## Your assignment:
Your answer consists of the lines in the data that contain "collection". Copy each of them.

## Given records:
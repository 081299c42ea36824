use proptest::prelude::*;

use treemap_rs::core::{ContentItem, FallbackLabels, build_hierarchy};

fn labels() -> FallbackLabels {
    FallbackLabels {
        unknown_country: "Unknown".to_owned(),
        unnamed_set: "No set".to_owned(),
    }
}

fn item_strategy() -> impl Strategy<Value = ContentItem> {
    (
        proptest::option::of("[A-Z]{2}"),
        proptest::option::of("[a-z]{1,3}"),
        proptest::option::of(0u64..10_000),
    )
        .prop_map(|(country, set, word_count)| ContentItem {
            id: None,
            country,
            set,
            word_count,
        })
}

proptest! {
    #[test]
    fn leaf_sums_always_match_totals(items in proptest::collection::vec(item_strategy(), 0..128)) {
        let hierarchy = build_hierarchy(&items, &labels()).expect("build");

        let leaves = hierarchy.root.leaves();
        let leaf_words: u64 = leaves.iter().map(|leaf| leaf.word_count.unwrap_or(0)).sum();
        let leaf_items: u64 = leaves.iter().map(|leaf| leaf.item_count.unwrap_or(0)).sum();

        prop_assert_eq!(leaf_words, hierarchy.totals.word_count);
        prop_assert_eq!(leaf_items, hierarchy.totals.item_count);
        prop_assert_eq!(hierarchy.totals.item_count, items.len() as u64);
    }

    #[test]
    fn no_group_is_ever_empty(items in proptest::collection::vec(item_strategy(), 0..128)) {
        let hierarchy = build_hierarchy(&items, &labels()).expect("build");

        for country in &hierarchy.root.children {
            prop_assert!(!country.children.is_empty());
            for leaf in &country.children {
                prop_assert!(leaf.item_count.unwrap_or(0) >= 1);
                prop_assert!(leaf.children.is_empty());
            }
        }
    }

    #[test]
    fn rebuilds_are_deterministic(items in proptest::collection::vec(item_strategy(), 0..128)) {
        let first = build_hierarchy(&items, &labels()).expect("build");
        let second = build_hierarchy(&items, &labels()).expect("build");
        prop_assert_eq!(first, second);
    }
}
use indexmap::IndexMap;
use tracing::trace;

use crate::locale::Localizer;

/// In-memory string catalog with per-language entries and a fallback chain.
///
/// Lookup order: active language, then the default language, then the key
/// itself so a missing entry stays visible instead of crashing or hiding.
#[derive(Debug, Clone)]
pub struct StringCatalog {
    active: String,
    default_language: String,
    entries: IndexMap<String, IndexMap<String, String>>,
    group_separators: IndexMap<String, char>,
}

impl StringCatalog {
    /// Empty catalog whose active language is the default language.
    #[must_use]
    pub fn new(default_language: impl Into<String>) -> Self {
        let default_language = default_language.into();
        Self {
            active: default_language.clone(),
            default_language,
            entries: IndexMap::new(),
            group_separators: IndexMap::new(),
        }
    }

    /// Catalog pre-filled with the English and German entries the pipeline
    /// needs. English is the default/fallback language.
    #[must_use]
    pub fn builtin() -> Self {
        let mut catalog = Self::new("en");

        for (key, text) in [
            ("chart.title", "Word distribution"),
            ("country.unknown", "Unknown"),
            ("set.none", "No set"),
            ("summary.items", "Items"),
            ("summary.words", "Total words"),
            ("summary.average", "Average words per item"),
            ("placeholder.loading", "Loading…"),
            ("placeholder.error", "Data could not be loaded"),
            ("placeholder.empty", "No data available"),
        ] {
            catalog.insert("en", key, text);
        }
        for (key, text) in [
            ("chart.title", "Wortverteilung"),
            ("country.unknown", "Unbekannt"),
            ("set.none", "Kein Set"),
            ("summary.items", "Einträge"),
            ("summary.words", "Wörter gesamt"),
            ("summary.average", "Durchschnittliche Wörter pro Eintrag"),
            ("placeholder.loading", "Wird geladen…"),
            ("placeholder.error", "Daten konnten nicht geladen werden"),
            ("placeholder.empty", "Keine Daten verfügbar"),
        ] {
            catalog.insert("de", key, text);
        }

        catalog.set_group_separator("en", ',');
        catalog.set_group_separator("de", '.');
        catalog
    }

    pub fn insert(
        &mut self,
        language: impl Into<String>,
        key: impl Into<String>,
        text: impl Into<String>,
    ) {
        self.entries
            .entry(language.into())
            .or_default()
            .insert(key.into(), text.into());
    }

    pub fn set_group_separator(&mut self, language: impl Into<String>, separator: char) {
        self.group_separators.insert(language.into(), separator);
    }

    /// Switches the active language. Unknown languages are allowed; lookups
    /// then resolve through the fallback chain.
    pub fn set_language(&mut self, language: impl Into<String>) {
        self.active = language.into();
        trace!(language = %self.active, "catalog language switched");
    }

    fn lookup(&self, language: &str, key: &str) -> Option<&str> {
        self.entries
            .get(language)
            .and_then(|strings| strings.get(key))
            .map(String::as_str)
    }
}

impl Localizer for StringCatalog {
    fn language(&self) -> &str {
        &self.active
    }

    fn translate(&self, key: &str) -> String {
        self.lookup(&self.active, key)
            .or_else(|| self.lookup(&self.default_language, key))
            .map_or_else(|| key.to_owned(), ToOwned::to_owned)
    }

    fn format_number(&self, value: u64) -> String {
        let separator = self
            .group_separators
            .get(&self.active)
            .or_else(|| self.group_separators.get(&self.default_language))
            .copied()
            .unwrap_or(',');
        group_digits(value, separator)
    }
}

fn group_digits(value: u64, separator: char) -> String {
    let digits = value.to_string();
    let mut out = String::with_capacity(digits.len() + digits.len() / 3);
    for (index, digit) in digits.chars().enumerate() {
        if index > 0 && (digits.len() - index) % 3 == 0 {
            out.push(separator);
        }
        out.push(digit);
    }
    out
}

## Solution to this exercise:
    fn leaf_sums_always_match_totals(items in proptest::collection::vec(item_strategy(), 0..128)) {
    fn no_group_is_ever_empty(items in proptest::collection::vec(item_strategy(), 0..128)) {
    fn rebuilds_are_deterministic(items in proptest::collection::vec(item_strategy(), 0..128)) {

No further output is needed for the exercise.